_WHAT IS REQUIRED:_
Filter the data for lines with the word "TelemetryConfig" and copy those lines.

START DATASET EXCERPTS

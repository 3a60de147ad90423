//! Error types.
//!
//! Simulation commands are total and never fail. Errors only come from the
//! boundary: loading tuning files and parsing names supplied by a driver.

use thiserror::Error;

/// Errors that can occur during configuration loading.
#[derive(Debug, Error)]
pub enum ConfigError {
    /// IO error reading config file
    #[error("IO error: {0}")]
    Io(#[from] std::io::Error),
    /// Error parsing TOML config
    #[error("TOML parse error: {0}")]
    Toml(#[from] toml::de::Error),
    /// Error serializing config back to TOML
    #[error("TOML serialize error: {0}")]
    Serialize(#[from] toml::ser::Error),
    /// A value parsed but is out of its allowed range
    #[error("invalid value for `{field}`: {reason}")]
    Invalid {
        field: &'static str,
        reason: String,
    },
}

/// Errors from parsing enum names (actions, personalities, moods).
#[derive(Debug, Clone, PartialEq, Eq, Error)]
pub enum ParseError {
    #[error("unknown action: {0:?}")]
    UnknownAction(String),
    #[error("unknown personality: {0:?}")]
    UnknownPersonality(String),
    #[error("unknown mood: {0:?}")]
    UnknownMood(String),
}
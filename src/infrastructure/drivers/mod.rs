mod adc;
mod random;
pub mod wifi_sta;

pub use adc::{BatteryAdc, EspAdcChannel, TemperatureAdc};
pub use wifi_sta::{Credentials, Hostname, start_wifi_sta};
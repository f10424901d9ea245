//! Dashboard page rendering.
//!
//! The page is a one-shot snapshot of the render context. Everything that
//! changes afterwards (pin levels, log lines) is fetched by the embedded
//! script from `/api/pins` and `/api/serial`.

use alloc::string::String;
use core::fmt::{self, Write};

use crate::{
    PINS_POLL_INTERVAL_MS,
    SERIAL_POLL_INTERVAL_MS,
    board::BoardLayout,
    context::RenderContext,
    escape::{Escaped, write_or},
};

const STYLE: &str = include_str!("../assets/dashboard.css");
const SCRIPT: &str = include_str!("../assets/dashboard.js");

/// Initial size reserved for the rendered page.
const PAGE_CAPACITY: usize = 12 * 1024;

/// Render the page into a string.
///
/// Writing into a `String` never fails by itself. The only error source is a
/// board layout larger than [`LAYOUT_JSON_CAPACITY`](crate::board::LAYOUT_JSON_CAPACITY),
/// which leaves the page cut off where the script would start.
pub fn render_to_string(ctx: &RenderContext<'_>, board: &BoardLayout) -> String {
    let mut html = String::with_capacity(PAGE_CAPACITY);
    let _ = render(ctx, board, &mut html);
    html
}

/// Render the page into any formatter target.
pub fn render(ctx: &RenderContext<'_>, board: &BoardLayout, out: &mut impl Write) -> fmt::Result {
    write_head(ctx, out)?;
    out.write_str("<body>\n<div class='container'>\n")?;
    write_header(ctx, out)?;
    out.write_str("<div class='content'>\n")?;
    write_board_section(out)?;
    out.write_str("<div class='logs-section'>\n")?;
    write_status(ctx, out)?;
    write_sensor_grid(ctx, out)?;
    write_device_info(ctx, out)?;
    write_log_panel(out)?;
    out.write_str("</div>\n</div>\n</div>\n")?;
    write_script(board, out)?;
    out.write_str("</body></html>")
}

fn write_head(ctx: &RenderContext<'_>, out: &mut impl Write) -> fmt::Result {
    write!(
        out,
        "<!DOCTYPE html>\n<html><head>\n<title>{} - ESP32</title>\n",
        Escaped(ctx.sensor_name)
    )?;
    out.write_str("<meta charset='UTF-8'>\n")?;
    out.write_str("<meta name='viewport' content='width=device-width, initial-scale=1.0'>\n")?;
    out.write_str("<style>\n")?;
    out.write_str(STYLE)?;
    out.write_str("</style>\n</head>\n")
}

fn write_header(ctx: &RenderContext<'_>, out: &mut impl Write) -> fmt::Result {
    write!(
        out,
        "<div class='header'>\n<h1>🔧 {}</h1>\n<h2>ESP32 Interactive Board Monitor</h2>\n</div>\n",
        Escaped(ctx.sensor_name)
    )
}

fn write_board_section(out: &mut impl Write) -> fmt::Result {
    out.write_str(concat!(
        "<div class='board-section'>\n",
        "<h3 style='margin-top: 0;'>🖥️ Board Visualization</h3>\n",
        "<div class='board-container' id='boardContainer'></div>\n",
        "<div class='pin-controls' id='pinControls'></div>\n",
        "</div>\n",
    ))
}

fn write_status(ctx: &RenderContext<'_>, out: &mut impl Write) -> fmt::Result {
    write!(
        out,
        "<div class='status {}'>\n<span style='font-size: 1.3em; margin-right: 10px;'>{}</span>\n<span><strong>Status:</strong> {}</span>\n</div>\n",
        ctx.mode.status_class(),
        ctx.mode.status_icon(),
        ctx.mode.status_text(),
    )
}

fn write_card(out: &mut impl Write, label: &str, value: fmt::Arguments<'_>) -> fmt::Result {
    write!(
        out,
        "<div class='sensor-card'>\n<div class='sensor-label'>{label}</div>\n<div class='sensor-value'>{value}</div>\n</div>\n"
    )
}

fn write_sensor_grid(ctx: &RenderContext<'_>, out: &mut impl Write) -> fmt::Result {
    out.write_str("<div class='sensor-grid'>\n")?;
    write_card(out, "🌡️ Temperature", format_args!("{:.1}°C", ctx.temperature))?;
    write_card(
        out,
        "🔌 Relay",
        format_args!("{}", if ctx.relay { "ON" } else { "OFF" }),
    )?;
    write_card(out, "⏱️ Uptime", format_args!("{}s", ctx.uptime_secs))?;
    out.write_str("</div>\n")
}

fn write_device_info(ctx: &RenderContext<'_>, out: &mut impl Write) -> fmt::Result {
    out.write_str("<dl class='device-info'>\n")?;
    for (label, value) in [
        ("Sensor ID", ctx.sensor_id),
        ("Type", ctx.sensor_type),
        ("Firmware", ctx.firmware_version),
        ("Master", ctx.master_url),
    ] {
        write!(out, "<dt>{label}</dt><dd>")?;
        write_or(out, value, "—")?;
        out.write_str("</dd>\n")?;
    }
    out.write_str("</dl>\n")
}

fn write_log_panel(out: &mut impl Write) -> fmt::Result {
    out.write_str(concat!(
        "<h3>📟 Live Logs</h3>\n",
        "<div id='serialMonitor' class='log-monitor'>Connecting...</div>\n",
        "<div>\n",
        "<button class='btn btn-secondary' onclick='clearSerial()'>🗑️ Clear</button>\n",
        "<button class='btn btn-secondary' onclick='toggleAutoScroll()' id='autoScrollBtn'>⬇️ Auto-scroll: ON</button>\n",
        "</div>\n",
    ))
}

fn write_script(board: &BoardLayout, out: &mut impl Write) -> fmt::Result {
    out.write_str("<script>\nconst BOARD_CONFIG = ")?;
    board.write_json(out)?;
    write!(
        out,
        ";\nconst PINS_POLL_MS = {PINS_POLL_INTERVAL_MS};\nconst SERIAL_POLL_MS = {SERIAL_POLL_INTERVAL_MS};\n"
    )?;
    out.write_str(SCRIPT)?;
    out.write_str("</script>\n")
}
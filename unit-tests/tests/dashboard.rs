//! Rendered dashboard page and the payloads its script consumes.

use std::collections::HashSet;

use sensor_node_dashboard::{
    ESP32_WROOM_32, OperatingMode, PinCapability, PinControlRequest, PinLevel, PinStatus,
    PinsResponse, RenderContext, SerialLog, render_to_string,
};
use serde::Deserialize;
use tests::ScriptedPage;

#[derive(Debug, Deserialize)]
struct Layout {
    name: String,
    pins: Vec<LayoutPin>,
}

#[derive(Debug, Deserialize)]
struct LayoutPin {
    pin: u8,
    name: String,
    x: u16,
    y: u16,
    side: String,
}

fn context() -> RenderContext<'static> {
    RenderContext {
        sensor_name: "Battery Monitor",
        sensor_id: "node-07",
        sensor_type: "voltage",
        mode: OperatingMode::Offline,
        master_url: "",
        firmware_version: "0.1.0",
        temperature: 23.0,
        relay: false,
        uptime_secs: 42,
    }
}

fn page() -> String {
    render_to_string(&context(), &ESP32_WROOM_32)
}

fn embedded_layout(html: &str) -> Layout {
    const START: &str = "const BOARD_CONFIG = ";
    let start = html.find(START).expect("board config missing") + START.len();
    let end = start + html[start..].find(";\n").expect("board config not terminated");
    serde_json::from_str(&html[start..end]).expect("board config is not JSON")
}

#[test]
fn title_temperature_and_relay_are_rendered() {
    for (temperature, expected) in [(23.0, "23.0°C"), (-4.26, "-4.3°C"), (99.99, "100.0°C")] {
        for relay in [true, false] {
            let html = render_to_string(
                &RenderContext {
                    temperature,
                    relay,
                    ..context()
                },
                &ESP32_WROOM_32,
            );
            assert!(html.contains("<title>Battery Monitor - ESP32</title>"));
            assert!(html.contains(&format!("<div class='sensor-value'>{expected}</div>")));
            let relay_text = if relay { "ON" } else { "OFF" };
            assert!(html.contains(&format!("<div class='sensor-value'>{relay_text}</div>")));
        }
    }
}

#[test]
fn unvalidated_values_render_verbatim() {
    let html = render_to_string(
        &RenderContext {
            sensor_name: "",
            uptime_secs: 0,
            ..context()
        },
        &ESP32_WROOM_32,
    );
    assert!(html.contains("<title> - ESP32</title>"));
    assert!(html.contains("<div class='sensor-value'>0s</div>"));
}

#[test]
fn embedded_layout_has_26_unique_pins_with_valid_sides() {
    let layout = embedded_layout(&page());

    assert_eq!(layout.name, "ESP32-WROOM-32");
    assert_eq!(layout.pins.len(), 26);

    let unique: HashSet<u8> = layout.pins.iter().map(|pin| pin.pin).collect();
    assert_eq!(unique.len(), 26);

    for pin in &layout.pins {
        assert!(pin.side == "left" || pin.side == "right", "bad side {}", pin.side);
        assert!(!pin.name.is_empty());
        assert!(pin.x <= 290 && pin.y <= 500, "pin {} is off the board", pin.pin);
    }
}

#[test]
fn embedded_layout_matches_static_table() {
    let layout = embedded_layout(&page());
    for (parsed, descriptor) in layout.pins.iter().zip(ESP32_WROOM_32.pins) {
        assert_eq!(parsed.pin, descriptor.pin);
        assert_eq!(parsed.name, descriptor.name);
        assert_eq!((parsed.x, parsed.y), (descriptor.x, descriptor.y));
    }
}

#[derive(Debug, Deserialize, PartialEq)]
struct Timer {
    name: String,
    ms: u32,
}

#[derive(Debug, Deserialize, PartialEq)]
struct Request {
    url: String,
    method: String,
    body: Option<String>,
}

#[derive(Debug, Deserialize)]
struct Control {
    html: String,
    high: String,
    low: String,
}

fn pins_json(statuses: &[PinStatus<'_>]) -> String {
    serde_json::to_string(&PinsResponse { pins: statuses }).unwrap()
}

fn writable(pin: u8, state: PinLevel, alias: Option<&'static str>) -> PinStatus<'static> {
    PinStatus {
        pin,
        state,
        capability: PinCapability::GpioWrite,
        alias,
    }
}

#[test]
fn script_builds_board_and_starts_polling() {
    let mut page = ScriptedPage::load(&page(), &pins_json(&[]));

    let board_children: usize = page.query("elements.boardContainer.children.length");
    assert_eq!(board_children, 2 * ESP32_WROOM_32.pins.len());
    let title: String = page.query("elements['pin-36'].title");
    assert_eq!(title, "Pin 36 - VP/A0");

    let timers: Vec<Timer> = page.query("timers");
    assert_eq!(
        timers,
        [
            Timer {
                name: "updateSerial".into(),
                ms: 2000
            },
            Timer {
                name: "updatePinStates".into(),
                ms: 3000
            },
        ]
    );
    let requests: Vec<Request> = page.query("requests");
    assert_eq!(
        requests,
        [Request {
            url: "/api/pins".into(),
            method: "GET".into(),
            body: None
        }]
    );
}

#[test]
fn low_pin_gets_one_control_with_low_highlighted() {
    let json = pins_json(&[writable(4, PinLevel::Low, Some("Relay"))]);
    let mut page = ScriptedPage::load(&page(), &json);

    let controls: Vec<Control> = page.query("pinControls()");
    assert_eq!(controls.len(), 1);
    assert_eq!(controls[0].high, "btn-secondary");
    assert_eq!(controls[0].low, "btn-danger");
    assert!(controls[0].html.contains("Pin 4 (Relay)"));
    assert!(controls[0].html.contains("gpio_write"));

    let active: bool = page.query("elements['pin-4'].classList.contains('pin-active')");
    assert!(!active);
}

#[test]
fn high_pin_lights_board_and_high_button() {
    let json = pins_json(&[writable(2, PinLevel::High, None)]);
    let mut page = ScriptedPage::load(&page(), &json);

    let controls: Vec<Control> = page.query("pinControls()");
    assert_eq!(controls.len(), 1);
    assert_eq!(controls[0].high, "btn-success");
    assert_eq!(controls[0].low, "btn-secondary");
    assert!(!controls[0].html.contains("Pin 2 ("));

    let active: bool = page.query("elements['pin-2'].classList.contains('pin-active')");
    assert!(active);
}

#[test]
fn only_writable_pins_get_controls() {
    let json = r#"{"pins":[
        {"pin":36,"state":1,"type":"gpio_read"},
        {"pin":4,"state":"LOW","type":"gpio_write"}
    ]}"#;
    let mut page = ScriptedPage::load(&page(), json);

    let controls: Vec<Control> = page.query("pinControls()");
    assert_eq!(controls.len(), 1);
    assert!(controls[0].html.contains("Pin 4"));

    // Numeric 1 still lights the board pin.
    let active: bool = page.query("elements['pin-36'].classList.contains('pin-active')");
    assert!(active);
}

#[test]
fn empty_pin_list_shows_placeholder_and_no_controls() {
    let mut page = ScriptedPage::load(&page(), &pins_json(&[]));

    let controls: Vec<Control> = page.query("pinControls()");
    assert!(controls.is_empty());
    let html: String = page.query("elements.pinControls.innerHTML");
    assert!(html.contains("Pin Controls"));
    assert!(html.contains("No controllable pins in current logic"));
}

#[test]
fn refresh_replaces_previous_controls() {
    let json = pins_json(&[writable(4, PinLevel::Low, None)]);
    let mut page = ScriptedPage::load(&page(), &json);

    let json = pins_json(&[writable(4, PinLevel::High, None)]);
    page.run(&format!("responses['/api/pins'] = {json}; updatePinStates();"));

    let controls: Vec<Control> = page.query("pinControls()");
    assert_eq!(controls.len(), 1);
    assert_eq!(controls[0].high, "btn-success");
}

#[test]
fn control_button_posts_level_and_refreshes() {
    let json = pins_json(&[writable(4, PinLevel::Low, None)]);
    let mut page = ScriptedPage::load(&page(), &json);
    page.run("requests = []; setPinState(4, 'HIGH');");

    let requests: Vec<Request> = page.query("requests");
    assert_eq!(requests.len(), 2);
    assert_eq!(requests[0].url, "/api/pin-control");
    assert_eq!(requests[0].method, "POST");
    let body: PinControlRequest =
        serde_json::from_str(requests[0].body.as_deref().unwrap()).unwrap();
    assert_eq!(body.pin, 4);
    assert_eq!(body.value, PinLevel::High);
    assert_eq!(requests[1].url, "/api/pins");
}

#[test]
fn rejected_control_does_not_refresh() {
    let mut page = ScriptedPage::load(&page(), &pins_json(&[]));
    page.run("requests = []; fetchOk = false; setPinState(4, 'LOW');");

    let requests: Vec<Request> = page.query("requests");
    assert_eq!(requests.len(), 1);
    assert_eq!(requests[0].url, "/api/pin-control");
}

#[test]
fn auto_scroll_label_round_trips() {
    let mut page = ScriptedPage::load(&page(), &pins_json(&[]));

    page.run("toggleAutoScroll();");
    let label: String = page.query("elements.autoScrollBtn.innerText");
    assert_eq!(label, "⬇️ Auto-scroll: OFF");

    page.run("toggleAutoScroll();");
    let label: String = page.query("elements.autoScrollBtn.innerText");
    assert_eq!(label, "⬇️ Auto-scroll: ON");
}

#[test]
fn serial_panel_shows_log_lines_and_clears() {
    let mut log = SerialLog::<4, 64>::new();
    log.push("boot");
    log.push("wifi: connected");
    let lines = serde_json::to_string(&log).unwrap();

    let mut page = ScriptedPage::load(&page(), &pins_json(&[]));
    page.run(&format!("responses['/api/serial'] = {lines}; updateSerial();"));

    let html: String = page.query("elements.serialMonitor.innerHTML");
    assert_eq!(html, "boot<br>wifi: connected");
    let scroll: u32 = page.query("elements.serialMonitor.scrollTop");
    assert_eq!(scroll, 480);

    page.run("clearSerial();");
    let html: String = page.query("elements.serialMonitor.innerHTML");
    assert_eq!(html, "");
}

#[test]
fn failed_serial_poll_keeps_panel() {
    let mut page = ScriptedPage::load(&page(), &pins_json(&[]));
    page.run("delete responses['/api/serial']; updateSerial();");

    let html: String = page.query("elements.serialMonitor.innerHTML");
    assert_eq!(html, "Connecting...");
    let errors: Vec<String> = page.query("consoleErrors");
    assert_eq!(errors.len(), 1);
    assert!(errors[0].starts_with("Serial update failed"));
}

#[test]
fn log_panel_markup_and_viewport() {
    let html = page();
    assert!(html.contains("initial-scale=1.0"));
    assert!(html.contains("<div id='serialMonitor' class='log-monitor'>Connecting...</div>"));
}

#[test]
fn pins_payload_matches_script_expectations() {
    let statuses = [PinStatus {
        pin: 4,
        state: PinLevel::Low,
        capability: PinCapability::GpioWrite,
        alias: Some("Relay"),
    }];
    let value = serde_json::to_value(PinsResponse { pins: &statuses }).unwrap();

    assert_eq!(
        value,
        serde_json::json!({
            "pins": [{"pin": 4, "state": "LOW", "type": "gpio_write", "alias": "Relay"}]
        })
    );
}

#[test]
fn pin_control_body_sent_by_script_parses() {
    let request: PinControlRequest = serde_json::from_str(r#"{"pin":4,"value":"LOW"}"#).unwrap();
    assert_eq!(request.pin, 4);
    assert_eq!(request.value, PinLevel::Low);
}

#[test]
fn serial_payload_is_array_of_lines_most_recent_last() {
    let mut log = SerialLog::<2, 64>::new();
    log.push("first");
    log.push("second");
    log.push("third");

    let value = serde_json::to_value(&log).unwrap();
    assert_eq!(value, serde_json::json!(["second", "third"]));
}
//! Host-side fakes shared by the integration tests.

mod browser;

use std::{
    cell::{Cell, RefCell},
    collections::VecDeque,
    convert::Infallible,
    rc::Rc,
};

use embedded_hal::digital::{ErrorType, OutputPin};
use embedded_hal_async::delay::DelayNs;
use sensor_node_telemetry::AnalogSource;

pub use browser::ScriptedPage;

/// Virtual time in nanoseconds, advanced only by [`ClockDelay`].
#[derive(Debug, Clone, Default)]
pub struct Clock(Rc<Cell<u64>>);

impl Clock {
    pub fn now_ms(&self) -> u64 {
        self.0.get() / 1_000_000
    }

    fn advance_ns(&self, ns: u64) {
        self.0.set(self.0.get() + ns);
    }
}

/// Delay that completes immediately and moves the clock forward.
#[derive(Debug, Clone)]
pub struct ClockDelay(pub Clock);

impl DelayNs for ClockDelay {
    async fn delay_ns(&mut self, ns: u32) {
        self.0.advance_ns(u64::from(ns));
    }
}

/// Output pin recording `(time_ms, is_high)` for every level change.
#[derive(Debug, Clone)]
pub struct RecordingPin {
    clock: Clock,
    events: Rc<RefCell<Vec<(u64, bool)>>>,
}

impl RecordingPin {
    pub fn new(clock: Clock) -> Self {
        Self {
            clock,
            events: Rc::default(),
        }
    }

    pub fn events(&self) -> Vec<(u64, bool)> {
        self.events.borrow().clone()
    }

    fn record(&self, high: bool) {
        self.events.borrow_mut().push((self.clock.now_ms(), high));
    }
}

impl ErrorType for RecordingPin {
    type Error = Infallible;
}

impl OutputPin for RecordingPin {
    fn set_low(&mut self) -> Result<(), Self::Error> {
        self.record(false);
        Ok(())
    }

    fn set_high(&mut self) -> Result<(), Self::Error> {
        self.record(true);
        Ok(())
    }
}

/// Output pin whose driver always fails.
#[derive(Debug, Default)]
pub struct BrokenPin;

#[derive(Debug)]
pub struct BrokenPinError;

impl embedded_hal::digital::Error for BrokenPinError {
    fn kind(&self) -> embedded_hal::digital::ErrorKind {
        embedded_hal::digital::ErrorKind::Other
    }
}

impl ErrorType for BrokenPin {
    type Error = BrokenPinError;
}

impl OutputPin for BrokenPin {
    fn set_low(&mut self) -> Result<(), Self::Error> {
        Err(BrokenPinError)
    }

    fn set_high(&mut self) -> Result<(), Self::Error> {
        Err(BrokenPinError)
    }
}

/// Analog channel replaying a fixed script; fails once the script runs out.
#[derive(Debug, Default)]
pub struct ScriptedAdc {
    samples: VecDeque<Option<u16>>,
}

impl ScriptedAdc {
    /// `None` entries fail the corresponding read.
    pub fn new(samples: impl IntoIterator<Item = Option<u16>>) -> Self {
        Self {
            samples: samples.into_iter().collect(),
        }
    }
}

impl AnalogSource for ScriptedAdc {
    type Error = ();

    fn read_raw(&mut self) -> Result<u16, Self::Error> {
        self.samples.pop_front().flatten().ok_or(())
    }
}
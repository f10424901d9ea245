//! HTTP/1.1 request head parsing for the sensor node web server
//!
//! The firmware reads a request from a TCP socket in small chunks. A
//! [`HeadParser`] consumes those chunks as they arrive and keeps only what
//! the server routes on: method, path and `Content-Length`. Header lines
//! that do not fit its line buffer are skipped, so a long browser head
//! costs no more memory than a short one.

#![no_std]

mod head;

pub use head::{HeadError, HeadParser, HttpMethod, MAX_PATH_LEN, RequestHead};
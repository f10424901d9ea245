use esp_hal::rng::Rng;

/// Seed for the network stack.
pub(crate) fn get_seed() -> u64 {
    let rng = Rng::new();
    (u64::from(rng.random()) << 32) | u64::from(rng.random())
}
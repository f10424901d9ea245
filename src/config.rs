#![allow(clippy::unreadable_literal)]

use log::LevelFilter;
use sensor_node_dashboard::{BoardLayout, ESP32_WROOM_32};
use sensor_node_telemetry::{AdcScale, Heartbeat, LinearProbe};

pub struct WifiConfig {
    pub ssid: &'static str,
    pub password: &'static str,
}

pub struct DeviceConfig {
    pub name: &'static str,
    pub id: &'static str,
    pub sensor_type: &'static str,
    pub hostname: &'static str,
    /// Empty when the node runs standalone.
    pub master_url: &'static str,
    pub board: BoardLayout,
}

pub struct TelemetryConfig {
    pub sensor_name: &'static str,
    pub heartbeat: Heartbeat,
    pub scale: AdcScale,
}

pub struct ProbeConfig {
    pub probe: LinearProbe,
    pub interval_ms: u64,
}

pub struct ControlPin {
    pub gpio: u8,
    pub alias: &'static str,
}

pub struct FirmwareConfig {
    pub version: &'static str,
}

pub const WIFI: WifiConfig = WifiConfig {
    ssid: env!("WIFI_SSID"),
    password: env!("WIFI_PASSWORD"),
};

pub const DEVICE: DeviceConfig = DeviceConfig {
    name: "ESP32 Sensor Node",
    id: "esp32_sensor_node",
    sensor_type: "battery",
    hostname: "esp32-sensor-node",
    master_url: match option_env!("MASTER_URL") {
        Some(url) => url,
        None => "",
    },
    board: ESP32_WROOM_32,
};

pub const TELEMETRY: TelemetryConfig = TelemetryConfig {
    sensor_name: "battery",
    heartbeat: Heartbeat::DEFAULT,
    scale: AdcScale::BATTERY,
};

pub const TEMPERATURE: ProbeConfig = ProbeConfig {
    probe: LinearProbe::TMP36,
    interval_ms: 5000,
};

/// On-board LED.
pub const LED_PIN: ControlPin = ControlPin {
    gpio: 2,
    alias: "LED",
};

pub const RELAY_PIN: ControlPin = ControlPin {
    gpio: 4,
    alias: "Relay",
};

pub const FIRMWARE: FirmwareConfig = FirmwareConfig {
    version: env!("BUILD_VERSION"),
};

/// Level of the dashboard's capturing logger.
pub const LOG_LEVEL: LevelFilter = LevelFilter::Info;

#[macro_export]
macro_rules! led_gpio {
    ($p:expr) => {
        $p.GPIO2
    };
}

#[macro_export]
macro_rules! relay_gpio {
    ($p:expr) => {
        $p.GPIO4
    };
}

/// ADC1 channel 0 (VP), battery through a 1:2 divider.
#[macro_export]
macro_rules! battery_adc_gpio {
    ($p:expr) => {
        $p.GPIO36
    };
}

/// ADC1 channel 3 (VN), TMP36 output.
#[macro_export]
macro_rules! temperature_adc_gpio {
    ($p:expr) => {
        $p.GPIO39
    };
}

END DATASET EXCERPTS

_WORKED SOLUTION:_
pub struct TelemetryConfig {
pub const TELEMETRY: TelemetryConfig = TelemetryConfig {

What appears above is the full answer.